Data extracts:
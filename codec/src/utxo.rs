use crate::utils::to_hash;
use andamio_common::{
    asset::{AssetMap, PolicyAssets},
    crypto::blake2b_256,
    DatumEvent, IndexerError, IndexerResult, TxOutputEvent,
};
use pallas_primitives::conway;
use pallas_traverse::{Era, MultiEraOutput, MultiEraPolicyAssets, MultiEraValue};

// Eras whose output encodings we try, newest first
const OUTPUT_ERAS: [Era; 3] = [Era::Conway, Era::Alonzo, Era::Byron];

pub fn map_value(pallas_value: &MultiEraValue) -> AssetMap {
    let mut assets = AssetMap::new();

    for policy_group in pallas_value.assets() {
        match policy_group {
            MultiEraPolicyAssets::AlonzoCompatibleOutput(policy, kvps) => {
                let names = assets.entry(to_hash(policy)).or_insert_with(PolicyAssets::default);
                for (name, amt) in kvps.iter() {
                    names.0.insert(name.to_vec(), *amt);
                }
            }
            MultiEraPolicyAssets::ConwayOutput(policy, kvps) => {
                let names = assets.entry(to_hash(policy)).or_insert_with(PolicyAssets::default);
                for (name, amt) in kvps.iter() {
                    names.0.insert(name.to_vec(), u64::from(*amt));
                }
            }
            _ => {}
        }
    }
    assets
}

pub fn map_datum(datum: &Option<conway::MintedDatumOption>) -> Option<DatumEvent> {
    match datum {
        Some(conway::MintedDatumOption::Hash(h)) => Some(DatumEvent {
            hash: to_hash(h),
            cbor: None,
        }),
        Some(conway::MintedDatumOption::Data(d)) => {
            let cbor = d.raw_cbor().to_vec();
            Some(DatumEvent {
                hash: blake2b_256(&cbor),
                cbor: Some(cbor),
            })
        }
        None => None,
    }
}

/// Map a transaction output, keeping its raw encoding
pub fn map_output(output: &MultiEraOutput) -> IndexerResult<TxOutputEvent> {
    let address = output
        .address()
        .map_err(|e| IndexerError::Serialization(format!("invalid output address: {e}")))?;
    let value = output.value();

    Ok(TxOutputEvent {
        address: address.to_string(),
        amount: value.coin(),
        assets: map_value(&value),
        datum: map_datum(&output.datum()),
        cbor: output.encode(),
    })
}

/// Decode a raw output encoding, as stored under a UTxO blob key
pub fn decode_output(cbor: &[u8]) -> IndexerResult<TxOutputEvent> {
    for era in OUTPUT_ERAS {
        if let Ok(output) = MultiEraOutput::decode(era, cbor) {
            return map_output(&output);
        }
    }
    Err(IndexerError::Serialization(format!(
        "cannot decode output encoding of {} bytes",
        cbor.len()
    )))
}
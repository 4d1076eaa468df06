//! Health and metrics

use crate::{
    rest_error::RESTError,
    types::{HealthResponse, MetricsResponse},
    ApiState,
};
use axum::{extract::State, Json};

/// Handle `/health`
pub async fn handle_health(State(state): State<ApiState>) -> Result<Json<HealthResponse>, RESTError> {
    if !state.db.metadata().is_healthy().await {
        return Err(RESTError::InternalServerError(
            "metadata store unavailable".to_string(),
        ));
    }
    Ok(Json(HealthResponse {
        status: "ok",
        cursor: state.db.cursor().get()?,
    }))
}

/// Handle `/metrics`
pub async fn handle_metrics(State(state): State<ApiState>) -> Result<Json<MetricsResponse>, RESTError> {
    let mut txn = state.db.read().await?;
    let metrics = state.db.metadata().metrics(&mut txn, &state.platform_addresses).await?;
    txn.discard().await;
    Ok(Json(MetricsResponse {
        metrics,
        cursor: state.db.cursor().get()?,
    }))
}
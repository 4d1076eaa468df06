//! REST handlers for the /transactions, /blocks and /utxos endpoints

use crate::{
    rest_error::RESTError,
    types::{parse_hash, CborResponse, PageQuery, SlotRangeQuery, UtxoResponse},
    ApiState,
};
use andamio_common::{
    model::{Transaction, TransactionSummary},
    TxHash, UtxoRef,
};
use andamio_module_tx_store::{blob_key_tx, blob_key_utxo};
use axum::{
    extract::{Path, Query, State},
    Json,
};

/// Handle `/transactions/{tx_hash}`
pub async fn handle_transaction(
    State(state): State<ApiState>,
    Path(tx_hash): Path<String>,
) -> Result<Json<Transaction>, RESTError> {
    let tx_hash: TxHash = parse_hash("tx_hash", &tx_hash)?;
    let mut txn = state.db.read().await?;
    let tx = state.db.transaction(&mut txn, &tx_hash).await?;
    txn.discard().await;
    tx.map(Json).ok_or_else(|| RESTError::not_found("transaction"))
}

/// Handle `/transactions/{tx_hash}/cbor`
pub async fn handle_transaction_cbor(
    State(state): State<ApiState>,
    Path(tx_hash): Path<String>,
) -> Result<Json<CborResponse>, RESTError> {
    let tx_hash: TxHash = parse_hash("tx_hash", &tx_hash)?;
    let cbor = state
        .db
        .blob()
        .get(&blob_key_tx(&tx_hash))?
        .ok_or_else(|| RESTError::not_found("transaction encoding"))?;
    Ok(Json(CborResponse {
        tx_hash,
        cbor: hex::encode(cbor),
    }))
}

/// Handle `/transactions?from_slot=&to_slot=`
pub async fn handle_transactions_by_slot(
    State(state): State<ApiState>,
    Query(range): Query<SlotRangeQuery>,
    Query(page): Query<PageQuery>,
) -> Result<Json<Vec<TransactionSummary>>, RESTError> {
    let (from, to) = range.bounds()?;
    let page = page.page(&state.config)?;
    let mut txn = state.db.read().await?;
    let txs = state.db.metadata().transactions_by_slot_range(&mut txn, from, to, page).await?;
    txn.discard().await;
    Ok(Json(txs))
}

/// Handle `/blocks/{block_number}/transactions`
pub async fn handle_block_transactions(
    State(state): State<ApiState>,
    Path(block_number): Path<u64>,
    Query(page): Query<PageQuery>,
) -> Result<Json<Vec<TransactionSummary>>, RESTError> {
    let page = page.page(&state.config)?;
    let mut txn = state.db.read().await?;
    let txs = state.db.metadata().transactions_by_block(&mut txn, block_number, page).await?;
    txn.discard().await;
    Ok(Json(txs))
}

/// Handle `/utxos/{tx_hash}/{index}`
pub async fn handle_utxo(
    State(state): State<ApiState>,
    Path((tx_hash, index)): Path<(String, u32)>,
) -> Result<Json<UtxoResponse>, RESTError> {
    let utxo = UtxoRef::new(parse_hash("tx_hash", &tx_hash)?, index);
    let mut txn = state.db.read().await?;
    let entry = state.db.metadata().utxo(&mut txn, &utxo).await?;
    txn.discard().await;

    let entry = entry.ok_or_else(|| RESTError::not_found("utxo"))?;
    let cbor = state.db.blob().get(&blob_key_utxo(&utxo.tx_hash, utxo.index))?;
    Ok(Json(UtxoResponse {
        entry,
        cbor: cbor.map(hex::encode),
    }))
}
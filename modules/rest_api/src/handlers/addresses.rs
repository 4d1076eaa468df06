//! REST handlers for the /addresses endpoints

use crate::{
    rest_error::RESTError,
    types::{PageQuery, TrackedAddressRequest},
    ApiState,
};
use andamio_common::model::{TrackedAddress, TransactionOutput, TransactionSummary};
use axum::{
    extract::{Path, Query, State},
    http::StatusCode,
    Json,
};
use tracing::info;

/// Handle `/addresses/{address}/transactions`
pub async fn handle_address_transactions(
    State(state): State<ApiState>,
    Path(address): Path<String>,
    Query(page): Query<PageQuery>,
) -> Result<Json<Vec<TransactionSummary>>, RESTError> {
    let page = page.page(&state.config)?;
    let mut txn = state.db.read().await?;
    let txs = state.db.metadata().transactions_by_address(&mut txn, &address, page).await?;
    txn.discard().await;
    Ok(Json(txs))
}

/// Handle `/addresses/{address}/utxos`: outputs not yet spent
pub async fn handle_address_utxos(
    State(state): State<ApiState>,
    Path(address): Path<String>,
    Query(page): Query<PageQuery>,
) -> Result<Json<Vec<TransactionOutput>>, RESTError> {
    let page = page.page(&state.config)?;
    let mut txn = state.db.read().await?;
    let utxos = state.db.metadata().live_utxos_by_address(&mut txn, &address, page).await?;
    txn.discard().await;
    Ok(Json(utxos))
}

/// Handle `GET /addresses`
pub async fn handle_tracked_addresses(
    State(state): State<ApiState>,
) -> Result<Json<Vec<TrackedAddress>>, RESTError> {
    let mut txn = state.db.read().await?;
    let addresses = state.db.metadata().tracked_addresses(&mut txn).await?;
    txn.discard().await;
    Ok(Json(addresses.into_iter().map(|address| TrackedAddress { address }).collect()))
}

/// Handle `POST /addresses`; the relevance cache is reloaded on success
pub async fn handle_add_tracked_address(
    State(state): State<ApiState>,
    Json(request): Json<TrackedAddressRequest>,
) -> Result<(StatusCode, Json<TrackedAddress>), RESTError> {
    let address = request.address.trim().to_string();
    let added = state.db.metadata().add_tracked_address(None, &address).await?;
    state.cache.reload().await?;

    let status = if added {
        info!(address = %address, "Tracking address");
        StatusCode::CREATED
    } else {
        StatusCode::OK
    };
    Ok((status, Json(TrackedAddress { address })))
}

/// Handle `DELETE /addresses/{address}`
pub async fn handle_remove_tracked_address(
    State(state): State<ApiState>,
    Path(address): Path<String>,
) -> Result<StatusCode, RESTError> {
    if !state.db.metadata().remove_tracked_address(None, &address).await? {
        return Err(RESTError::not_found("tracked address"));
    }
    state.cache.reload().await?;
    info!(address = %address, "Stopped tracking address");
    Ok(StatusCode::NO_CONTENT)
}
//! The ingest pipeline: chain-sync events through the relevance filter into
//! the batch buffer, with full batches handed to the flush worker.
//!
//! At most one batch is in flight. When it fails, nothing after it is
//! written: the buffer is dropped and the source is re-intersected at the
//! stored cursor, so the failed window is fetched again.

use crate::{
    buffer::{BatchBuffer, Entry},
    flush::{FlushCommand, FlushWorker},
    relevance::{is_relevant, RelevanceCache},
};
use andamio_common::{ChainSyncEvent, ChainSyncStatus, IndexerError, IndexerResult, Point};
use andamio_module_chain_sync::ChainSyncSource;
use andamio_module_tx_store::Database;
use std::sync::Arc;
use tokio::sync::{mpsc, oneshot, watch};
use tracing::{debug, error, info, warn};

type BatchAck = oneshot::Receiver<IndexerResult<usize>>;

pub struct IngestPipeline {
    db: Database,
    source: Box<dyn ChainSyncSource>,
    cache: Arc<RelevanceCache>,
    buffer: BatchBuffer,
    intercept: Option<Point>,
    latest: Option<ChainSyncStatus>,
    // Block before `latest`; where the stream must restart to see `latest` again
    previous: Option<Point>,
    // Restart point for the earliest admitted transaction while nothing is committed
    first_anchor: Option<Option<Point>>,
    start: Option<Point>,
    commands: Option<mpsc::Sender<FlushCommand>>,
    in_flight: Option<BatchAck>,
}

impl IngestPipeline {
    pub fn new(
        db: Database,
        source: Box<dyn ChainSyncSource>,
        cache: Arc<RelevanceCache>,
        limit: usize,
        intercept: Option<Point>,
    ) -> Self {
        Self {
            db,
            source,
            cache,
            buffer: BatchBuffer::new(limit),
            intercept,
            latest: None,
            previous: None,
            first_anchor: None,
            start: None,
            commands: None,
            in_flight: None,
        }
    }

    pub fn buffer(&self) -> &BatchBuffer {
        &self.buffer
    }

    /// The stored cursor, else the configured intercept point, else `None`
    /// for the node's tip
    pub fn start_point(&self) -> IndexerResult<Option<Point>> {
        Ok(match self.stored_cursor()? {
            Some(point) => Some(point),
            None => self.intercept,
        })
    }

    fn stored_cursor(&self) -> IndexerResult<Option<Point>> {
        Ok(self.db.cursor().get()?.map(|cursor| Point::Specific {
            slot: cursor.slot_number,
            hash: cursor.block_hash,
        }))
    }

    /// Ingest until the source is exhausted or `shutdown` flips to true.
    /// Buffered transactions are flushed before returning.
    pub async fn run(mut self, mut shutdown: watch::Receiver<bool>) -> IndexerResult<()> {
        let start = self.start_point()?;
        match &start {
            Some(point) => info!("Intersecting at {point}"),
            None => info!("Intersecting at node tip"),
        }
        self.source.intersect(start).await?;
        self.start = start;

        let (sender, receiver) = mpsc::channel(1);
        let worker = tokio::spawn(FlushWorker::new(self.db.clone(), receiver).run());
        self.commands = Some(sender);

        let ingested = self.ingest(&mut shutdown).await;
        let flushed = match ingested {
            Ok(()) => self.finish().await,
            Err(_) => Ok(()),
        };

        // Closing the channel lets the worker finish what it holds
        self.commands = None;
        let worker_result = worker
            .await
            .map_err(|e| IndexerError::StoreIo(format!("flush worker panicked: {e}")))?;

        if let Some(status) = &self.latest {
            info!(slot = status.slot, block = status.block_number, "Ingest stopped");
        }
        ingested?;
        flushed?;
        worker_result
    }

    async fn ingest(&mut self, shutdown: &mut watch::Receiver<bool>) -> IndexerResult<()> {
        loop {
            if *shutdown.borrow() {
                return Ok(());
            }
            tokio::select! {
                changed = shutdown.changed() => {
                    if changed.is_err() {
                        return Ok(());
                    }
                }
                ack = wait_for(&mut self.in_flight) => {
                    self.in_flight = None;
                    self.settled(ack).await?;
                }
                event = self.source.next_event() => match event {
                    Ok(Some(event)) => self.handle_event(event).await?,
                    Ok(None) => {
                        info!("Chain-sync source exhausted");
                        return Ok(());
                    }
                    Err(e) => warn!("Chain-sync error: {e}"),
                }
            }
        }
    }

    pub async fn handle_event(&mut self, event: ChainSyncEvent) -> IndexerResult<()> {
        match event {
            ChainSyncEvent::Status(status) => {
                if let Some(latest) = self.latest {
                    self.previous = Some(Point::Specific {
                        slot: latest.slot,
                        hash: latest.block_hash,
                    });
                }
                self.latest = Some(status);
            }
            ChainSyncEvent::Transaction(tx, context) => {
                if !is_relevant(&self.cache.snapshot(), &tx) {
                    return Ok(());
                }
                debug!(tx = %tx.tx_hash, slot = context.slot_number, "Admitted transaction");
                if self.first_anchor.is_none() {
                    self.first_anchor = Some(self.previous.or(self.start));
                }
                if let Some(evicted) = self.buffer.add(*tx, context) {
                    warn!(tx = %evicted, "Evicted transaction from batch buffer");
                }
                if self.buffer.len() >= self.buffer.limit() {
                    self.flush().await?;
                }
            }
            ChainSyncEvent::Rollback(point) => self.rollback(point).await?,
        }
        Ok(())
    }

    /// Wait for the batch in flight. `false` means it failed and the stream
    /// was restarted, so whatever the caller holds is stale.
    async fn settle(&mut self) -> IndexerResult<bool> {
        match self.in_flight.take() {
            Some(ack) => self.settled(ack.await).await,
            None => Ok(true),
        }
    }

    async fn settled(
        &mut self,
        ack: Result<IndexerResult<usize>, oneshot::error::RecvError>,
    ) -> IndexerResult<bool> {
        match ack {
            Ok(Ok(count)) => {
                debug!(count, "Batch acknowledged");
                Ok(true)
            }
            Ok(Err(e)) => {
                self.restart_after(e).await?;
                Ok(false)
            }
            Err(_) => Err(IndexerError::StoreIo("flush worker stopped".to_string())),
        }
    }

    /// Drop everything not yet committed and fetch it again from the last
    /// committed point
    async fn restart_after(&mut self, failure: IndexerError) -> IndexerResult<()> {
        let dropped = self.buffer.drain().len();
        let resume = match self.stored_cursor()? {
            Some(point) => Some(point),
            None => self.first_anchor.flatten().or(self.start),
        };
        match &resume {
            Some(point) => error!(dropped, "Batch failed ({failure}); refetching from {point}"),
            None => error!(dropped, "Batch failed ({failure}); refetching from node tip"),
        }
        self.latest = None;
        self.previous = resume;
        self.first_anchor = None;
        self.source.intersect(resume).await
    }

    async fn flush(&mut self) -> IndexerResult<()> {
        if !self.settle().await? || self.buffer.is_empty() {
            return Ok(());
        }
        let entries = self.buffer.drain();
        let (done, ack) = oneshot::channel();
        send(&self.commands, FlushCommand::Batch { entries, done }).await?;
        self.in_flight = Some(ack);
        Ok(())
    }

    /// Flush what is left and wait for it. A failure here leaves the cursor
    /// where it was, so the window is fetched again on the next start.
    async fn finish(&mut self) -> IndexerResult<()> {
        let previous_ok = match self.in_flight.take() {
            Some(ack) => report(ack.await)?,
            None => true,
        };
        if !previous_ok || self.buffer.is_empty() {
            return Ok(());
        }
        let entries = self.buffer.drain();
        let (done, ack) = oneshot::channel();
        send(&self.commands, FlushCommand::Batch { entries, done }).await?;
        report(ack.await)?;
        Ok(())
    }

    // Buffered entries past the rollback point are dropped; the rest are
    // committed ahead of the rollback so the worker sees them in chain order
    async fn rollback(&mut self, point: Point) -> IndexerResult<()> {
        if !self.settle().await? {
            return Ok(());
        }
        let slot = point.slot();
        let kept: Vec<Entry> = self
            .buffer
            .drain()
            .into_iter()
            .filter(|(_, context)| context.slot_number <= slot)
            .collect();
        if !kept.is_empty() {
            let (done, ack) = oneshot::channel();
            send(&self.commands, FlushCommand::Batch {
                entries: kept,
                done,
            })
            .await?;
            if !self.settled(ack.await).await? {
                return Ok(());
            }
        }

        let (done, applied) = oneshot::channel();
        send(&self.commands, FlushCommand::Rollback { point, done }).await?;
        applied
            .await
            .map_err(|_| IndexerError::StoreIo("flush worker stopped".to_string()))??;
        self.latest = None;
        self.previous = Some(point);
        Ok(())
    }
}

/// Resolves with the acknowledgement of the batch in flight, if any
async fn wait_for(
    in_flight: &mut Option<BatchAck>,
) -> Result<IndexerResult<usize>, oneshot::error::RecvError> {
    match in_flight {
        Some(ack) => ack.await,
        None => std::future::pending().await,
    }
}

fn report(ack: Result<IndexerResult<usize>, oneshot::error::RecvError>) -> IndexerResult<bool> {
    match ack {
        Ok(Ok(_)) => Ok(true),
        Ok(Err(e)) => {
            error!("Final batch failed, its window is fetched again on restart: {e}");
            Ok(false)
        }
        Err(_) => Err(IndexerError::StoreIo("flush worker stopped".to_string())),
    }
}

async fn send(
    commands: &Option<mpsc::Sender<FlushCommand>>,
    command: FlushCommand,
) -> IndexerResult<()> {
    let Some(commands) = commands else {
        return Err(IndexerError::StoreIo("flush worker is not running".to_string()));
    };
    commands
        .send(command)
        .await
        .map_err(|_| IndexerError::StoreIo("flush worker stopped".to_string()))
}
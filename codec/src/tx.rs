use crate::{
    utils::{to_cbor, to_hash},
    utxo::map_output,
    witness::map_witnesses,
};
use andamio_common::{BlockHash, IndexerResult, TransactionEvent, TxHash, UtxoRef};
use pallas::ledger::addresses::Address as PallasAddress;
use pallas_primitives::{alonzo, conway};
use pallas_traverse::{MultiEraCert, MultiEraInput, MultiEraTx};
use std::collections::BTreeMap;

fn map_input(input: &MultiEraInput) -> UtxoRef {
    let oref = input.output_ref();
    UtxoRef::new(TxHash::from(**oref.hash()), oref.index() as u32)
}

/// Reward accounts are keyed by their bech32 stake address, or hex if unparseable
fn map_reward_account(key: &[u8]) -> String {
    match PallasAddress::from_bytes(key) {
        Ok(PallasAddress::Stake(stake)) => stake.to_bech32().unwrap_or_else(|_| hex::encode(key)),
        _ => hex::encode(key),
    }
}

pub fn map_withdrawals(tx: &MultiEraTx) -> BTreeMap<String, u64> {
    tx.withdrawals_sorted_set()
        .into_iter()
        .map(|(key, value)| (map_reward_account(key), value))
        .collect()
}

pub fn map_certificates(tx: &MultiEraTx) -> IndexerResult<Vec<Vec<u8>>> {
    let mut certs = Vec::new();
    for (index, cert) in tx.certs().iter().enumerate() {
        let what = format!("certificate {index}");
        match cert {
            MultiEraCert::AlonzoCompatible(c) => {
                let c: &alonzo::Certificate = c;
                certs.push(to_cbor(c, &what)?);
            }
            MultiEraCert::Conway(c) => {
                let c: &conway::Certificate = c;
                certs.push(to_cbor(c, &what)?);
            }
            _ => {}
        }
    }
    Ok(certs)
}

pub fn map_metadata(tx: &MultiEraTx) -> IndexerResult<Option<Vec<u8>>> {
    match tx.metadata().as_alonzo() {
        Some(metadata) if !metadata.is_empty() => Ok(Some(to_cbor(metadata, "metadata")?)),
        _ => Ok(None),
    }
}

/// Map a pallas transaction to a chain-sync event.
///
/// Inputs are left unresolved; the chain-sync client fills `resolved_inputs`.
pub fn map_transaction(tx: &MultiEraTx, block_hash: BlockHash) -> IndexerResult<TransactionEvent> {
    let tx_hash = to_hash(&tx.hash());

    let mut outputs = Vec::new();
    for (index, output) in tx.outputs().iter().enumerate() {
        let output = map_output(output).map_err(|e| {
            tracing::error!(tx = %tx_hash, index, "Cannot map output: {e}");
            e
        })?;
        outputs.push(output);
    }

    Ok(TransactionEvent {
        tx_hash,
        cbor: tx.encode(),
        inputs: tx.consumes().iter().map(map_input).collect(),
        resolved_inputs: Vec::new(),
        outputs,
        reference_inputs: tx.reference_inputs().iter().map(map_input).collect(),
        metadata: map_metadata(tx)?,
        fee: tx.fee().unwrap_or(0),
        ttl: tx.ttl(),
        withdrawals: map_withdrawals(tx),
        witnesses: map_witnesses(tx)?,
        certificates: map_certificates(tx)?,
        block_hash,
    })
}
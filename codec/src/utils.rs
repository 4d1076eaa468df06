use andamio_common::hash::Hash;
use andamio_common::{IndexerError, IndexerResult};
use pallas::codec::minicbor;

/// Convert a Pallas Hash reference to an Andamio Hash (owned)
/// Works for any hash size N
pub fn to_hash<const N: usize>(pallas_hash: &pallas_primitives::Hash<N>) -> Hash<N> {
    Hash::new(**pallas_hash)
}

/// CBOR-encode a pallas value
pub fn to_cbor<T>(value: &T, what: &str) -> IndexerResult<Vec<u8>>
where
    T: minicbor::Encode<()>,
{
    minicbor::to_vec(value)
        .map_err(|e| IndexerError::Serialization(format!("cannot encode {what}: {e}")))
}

Prompt: If a line above holds the string "TrackedAddressRequest", copy it out.

Task answer:
    types::{PageQuery, TrackedAddressRequest},
    Json(request): Json<TrackedAddressRequest>,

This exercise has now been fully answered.